To commercially compete with real-time PCR assays, which he said are currently the gold standard in infectious disease diagnostics, the MIP-based NGS approach still needs to improve in terms of cost effectiveness, limits of detection, preventing sample cross contamination within a sequencing run, turnaround time, portability, and insurance coverage, he noted. 

Although the authors did not conduct a cost analysis for their study, they reported that sequencing reagents for both Illumina and ONT were "the most significant expense" for the workflow.
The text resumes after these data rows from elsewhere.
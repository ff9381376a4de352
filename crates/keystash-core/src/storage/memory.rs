use std::{
    collections::HashMap,
    sync::{Arc, Mutex, MutexGuard, PoisonError},
};

use async_trait::async_trait;

use super::{SecretStore, StoreError};

/// Volatile in-process store for tests and ephemeral use. Nothing is persisted.
///
/// Clones share the same map. The map does not allocate until the first write.
#[derive(Debug, Default, Clone)]
pub struct MemoryStore {
    inner: Arc<Mutex<HashMap<String, Vec<u8>>>>,
}

impl MemoryStore {
    pub fn new() -> Self {
        Self::default()
    }

    pub fn len(&self) -> usize {
        self.recovered().len()
    }

    pub fn is_empty(&self) -> bool {
        self.len() == 0
    }

    pub fn contains(&self, name: &str) -> bool {
        self.recovered().contains_key(name)
    }

    // Inspection still works after a panic poisoned the lock.
    fn recovered(&self) -> MutexGuard<'_, HashMap<String, Vec<u8>>> {
        self.inner.lock().unwrap_or_else(PoisonError::into_inner)
    }

    fn entries(&self) -> Result<MutexGuard<'_, HashMap<String, Vec<u8>>>, StoreError> {
        self.inner.lock().map_err(StoreError::lock_poisoned)
    }
}

#[async_trait]
impl SecretStore for MemoryStore {
    async fn read(&self, name: &str) -> Result<Option<Vec<u8>>, StoreError> {
        Ok(self.entries()?.get(name).cloned())
    }

    async fn write(&self, name: &str, payload: &[u8]) -> Result<(), StoreError> {
        self.entries()?.insert(name.to_string(), payload.to_vec());
        Ok(())
    }

    async fn delete(&self, name: &str) -> Result<(), StoreError> {
        self.entries()?.remove(name);
        Ok(())
    }
}

#[cfg(test)]
mod tests {
    use super::*;

    #[tokio::test]
    async fn write_read_delete_round_trip() {
        let store = MemoryStore::new();

        store.write("db-pass", b"s3cr3t").await.expect("write");
        let value = store.read("db-pass").await.expect("read");
        assert_eq!(value.as_deref(), Some(&b"s3cr3t"[..]));

        store.delete("db-pass").await.expect("delete");
        assert_eq!(store.read("db-pass").await.expect("read after delete"), None);
    }

    #[tokio::test]
    async fn missing_secret_reads_as_none() {
        let store = MemoryStore::new();
        assert_eq!(store.read("never-written").await.expect("read"), None);
        assert!(store.is_empty());
    }

    #[tokio::test]
    async fn delete_is_idempotent() {
        let store = MemoryStore::new();
        store.delete("ghost").await.expect("delete missing");
        store.delete("ghost").await.expect("delete missing again");

        store.write("k", b"v").await.expect("write");
        store.delete("k").await.expect("delete");
        store.delete("k").await.expect("delete again");
        assert!(!store.contains("k"));
    }

    #[tokio::test]
    async fn repeated_write_keeps_single_entry() {
        let store = MemoryStore::new();
        store.write("k", b"v").await.expect("write");
        store.write("k", b"v").await.expect("write again");

        assert_eq!(store.len(), 1);
        assert_eq!(store.read("k").await.expect("read"), Some(b"v".to_vec()));
    }

    #[tokio::test]
    async fn write_overwrites_and_keeps_empty_payloads() {
        let store = MemoryStore::new();
        store.write("k", b"old").await.expect("write");
        store.write("k", b"").await.expect("overwrite");

        assert_eq!(store.read("k").await.expect("read"), Some(Vec::new()));
    }

    #[tokio::test]
    async fn clones_share_entries() {
        let store = MemoryStore::new();
        let other = store.clone();
        store.write("shared", b"1").await.expect("write");

        assert!(other.contains("shared"));
    }

    #[tokio::test]
    async fn inspection_survives_poisoned_lock() {
        let store = MemoryStore::new();
        store.write("k", b"v").await.expect("write");

        let inner = Arc::clone(&store.inner);
        let _ = std::thread::spawn(move || {
            let _guard = inner.lock().expect("lock");
            panic!("poison the map");
        })
        .join();

        assert_eq!(store.len(), 1);
        assert!(store.contains("k"));
        let err = store.read("k").await.expect_err("read reports poisoning");
        assert!(matches!(err, StoreError::Storage { .. }));
    }
}
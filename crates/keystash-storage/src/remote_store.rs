use std::{
    collections::HashMap,
    fmt,
    sync::{Arc, Mutex, MutexGuard, PoisonError},
};

use async_trait::async_trait;
use keystash_core::storage::{join_secret_id, Operation, SecretStore, StoreError};
use tracing::{debug, instrument};

use crate::backend::SecretsBackend;

/// `SecretStore` backed by a remote secrets service with a local cache in front.
///
/// Reads are served from the cache when possible and populate it on a remote hit.
/// Writes and deletes go to the service and then update the cache.
///
/// The cache assumes this process is the only writer under `prefix`. Another
/// writer's changes are not observed for names already cached; call
/// [`invalidate`](Self::invalidate) or [`clear_cache`](Self::clear_cache) when
/// that assumption does not hold.
pub struct RemoteSecretStore<B> {
    client: Arc<B>,
    prefix: String,
    cache: Mutex<Cache>,
}

/// Cached payloads plus a generation bumped by every write, delete, and
/// invalidation. A read only caches its fetch if the generation it saw before
/// the remote call is still current.
#[derive(Debug, Default)]
struct Cache {
    entries: HashMap<String, Vec<u8>>,
    generation: u64,
}

impl Cache {
    fn bump(&mut self) {
        self.generation = self.generation.wrapping_add(1);
    }

    fn evict(&mut self, name: &str) {
        self.bump();
        self.entries.remove(name);
    }

    fn store(&mut self, name: &str, payload: Vec<u8>) {
        self.bump();
        self.entries.insert(name.to_string(), payload);
    }
}

impl<B> fmt::Debug for RemoteSecretStore<B> {
    fn fmt(&self, f: &mut fmt::Formatter<'_>) -> fmt::Result {
        f.debug_struct("RemoteSecretStore")
            .field("prefix", &self.prefix)
            .finish_non_exhaustive()
    }
}

impl<B: SecretsBackend> RemoteSecretStore<B> {
    /// Fails with `InvalidConfiguration` when `client` is `None` or `prefix` is blank.
    pub fn new(client: Option<Arc<B>>, prefix: impl Into<String>) -> Result<Self, StoreError> {
        let client = client
            .ok_or_else(|| StoreError::invalid_configuration("secrets client cannot be absent"))?;

        let prefix = prefix.into();
        if prefix.trim().is_empty() {
            return Err(StoreError::invalid_configuration(
                "secret prefix cannot be empty",
            ));
        }

        debug!(%prefix, "initialized remote secret store");
        Ok(Self {
            client,
            prefix,
            cache: Mutex::new(Cache::default()),
        })
    }

    pub fn builder() -> RemoteSecretStoreBuilder<B> {
        RemoteSecretStoreBuilder::new()
    }

    pub fn prefix(&self) -> &str {
        &self.prefix
    }

    /// Remote identifier for a logical secret name.
    pub fn secret_id(&self, name: &str) -> String {
        join_secret_id(&self.prefix, name)
    }

    /// Drop the cached payload for `name` without touching the service.
    pub fn invalidate(&self, name: &str) -> Result<(), StoreError> {
        self.cache()?.evict(name);
        Ok(())
    }

    pub fn clear_cache(&self) -> Result<(), StoreError> {
        let mut cache = self.cache()?;
        cache.bump();
        cache.entries.clear();
        Ok(())
    }

    /// Number of cached payloads. Counting is safe on a poisoned lock.
    pub fn cached_len(&self) -> usize {
        self.cache
            .lock()
            .unwrap_or_else(PoisonError::into_inner)
            .entries
            .len()
    }

    // Never hold the guard across an await.
    fn cache(&self) -> Result<MutexGuard<'_, Cache>, StoreError> {
        self.cache.lock().map_err(StoreError::lock_poisoned)
    }
}

#[async_trait]
impl<B: SecretsBackend> SecretStore for RemoteSecretStore<B> {
    #[instrument(skip_all, fields(name = %name))]
    async fn read(&self, name: &str) -> Result<Option<Vec<u8>>, StoreError> {
        let (cached, generation) = {
            let cache = self.cache()?;
            (cache.entries.get(name).cloned(), cache.generation)
        };
        if let Some(payload) = cached {
            debug!("cache hit");
            return Ok(Some(payload));
        }

        let secret_id = self.secret_id(name);
        debug!(%secret_id, "cache miss, fetching secret");
        match self.client.get_secret_value(&secret_id).await {
            Ok(payload) => {
                let mut cache = self.cache()?;
                if cache.generation == generation {
                    cache.entries.insert(name.to_string(), payload.clone());
                } else {
                    debug!(%secret_id, "cache changed during fetch, not caching");
                }
                Ok(Some(payload))
            }
            Err(err) if err.is_not_found() => {
                debug!(%secret_id, "secret does not exist");
                Ok(None)
            }
            Err(err) => Err(StoreError::remote(Operation::Read, secret_id, err)),
        }
    }

    #[instrument(skip_all, fields(name = %name))]
    async fn write(&self, name: &str, payload: &[u8]) -> Result<(), StoreError> {
        let secret_id = self.secret_id(name);
        // Reads already in flight must not cache what they fetch.
        self.cache()?.bump();

        match self.client.create_secret(&secret_id, payload).await {
            Ok(()) => debug!(%secret_id, "created secret"),
            Err(err) if err.is_already_exists() => {
                debug!(%secret_id, "secret exists, updating");
                self.client
                    .update_secret(&secret_id, payload)
                    .await
                    .map_err(|err| StoreError::remote(Operation::Update, secret_id.as_str(), err))?;
            }
            Err(err) => return Err(StoreError::remote(Operation::Create, secret_id, err)),
        }

        self.cache()?.store(name, payload.to_vec());
        Ok(())
    }

    #[instrument(skip_all, fields(name = %name))]
    async fn delete(&self, name: &str) -> Result<(), StoreError> {
        self.cache()?.evict(name);

        let secret_id = self.secret_id(name);
        let result = match self.client.delete_secret(&secret_id).await {
            Ok(()) => {
                debug!(%secret_id, "deleted secret");
                Ok(())
            }
            Err(err) if err.is_not_found() => {
                debug!(%secret_id, "secret already absent");
                Ok(())
            }
            Err(err) => Err(StoreError::remote(Operation::Delete, secret_id, err)),
        };

        // A read that ran while the remote delete was pending may have cached the old payload.
        self.cache()?.evict(name);
        result
    }
}

/// Builder for [`RemoteSecretStore`]; `build` validates like [`RemoteSecretStore::new`].
pub struct RemoteSecretStoreBuilder<B> {
    client: Option<Arc<B>>,
    prefix: String,
}

impl<B: SecretsBackend> RemoteSecretStoreBuilder<B> {
    fn new() -> Self {
        Self {
            client: None,
            prefix: String::new(),
        }
    }

    pub fn client(mut self, client: Arc<B>) -> Self {
        self.client = Some(client);
        self
    }

    pub fn prefix(mut self, prefix: impl Into<String>) -> Self {
        self.prefix = prefix.into();
        self
    }

    pub fn build(self) -> Result<RemoteSecretStore<B>, StoreError> {
        RemoteSecretStore::new(self.client, self.prefix)
    }
}
mod memory;
mod secret_id;
mod secret_store;

pub use memory::MemoryStore;
pub use secret_id::join_secret_id;
pub use secret_store::{BoxError, NoopStore, Operation, SecretStore, StoreError};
Minogue said he sees the cost for MIP-based NGS will "fit in between" the cost of real-time PCR and metagenomic sequencing.

He said his team is currently not planning to commercialize the technology described in the paper. According to an USAMRIID spokesperson, the scientists at the agency "take the technology as far as we can and then hand it off for advanced development." Additionally, USAMRIID’s parent organization, the U.S. Army Medical Research and Development Command, "coordinates intellectual property licensing on behalf of all the subordinate laboratories."

"If successfully taken through the FDA approval process, this work opens up a new avenue of clinical diagnostics," Sozhamannan said. "This can be a trend setter for the development of other panels, such as a panel for biothreat detection. I can also imagine other areas of relevance for infectious diseases, such as for veterinary diagnostics and beyond."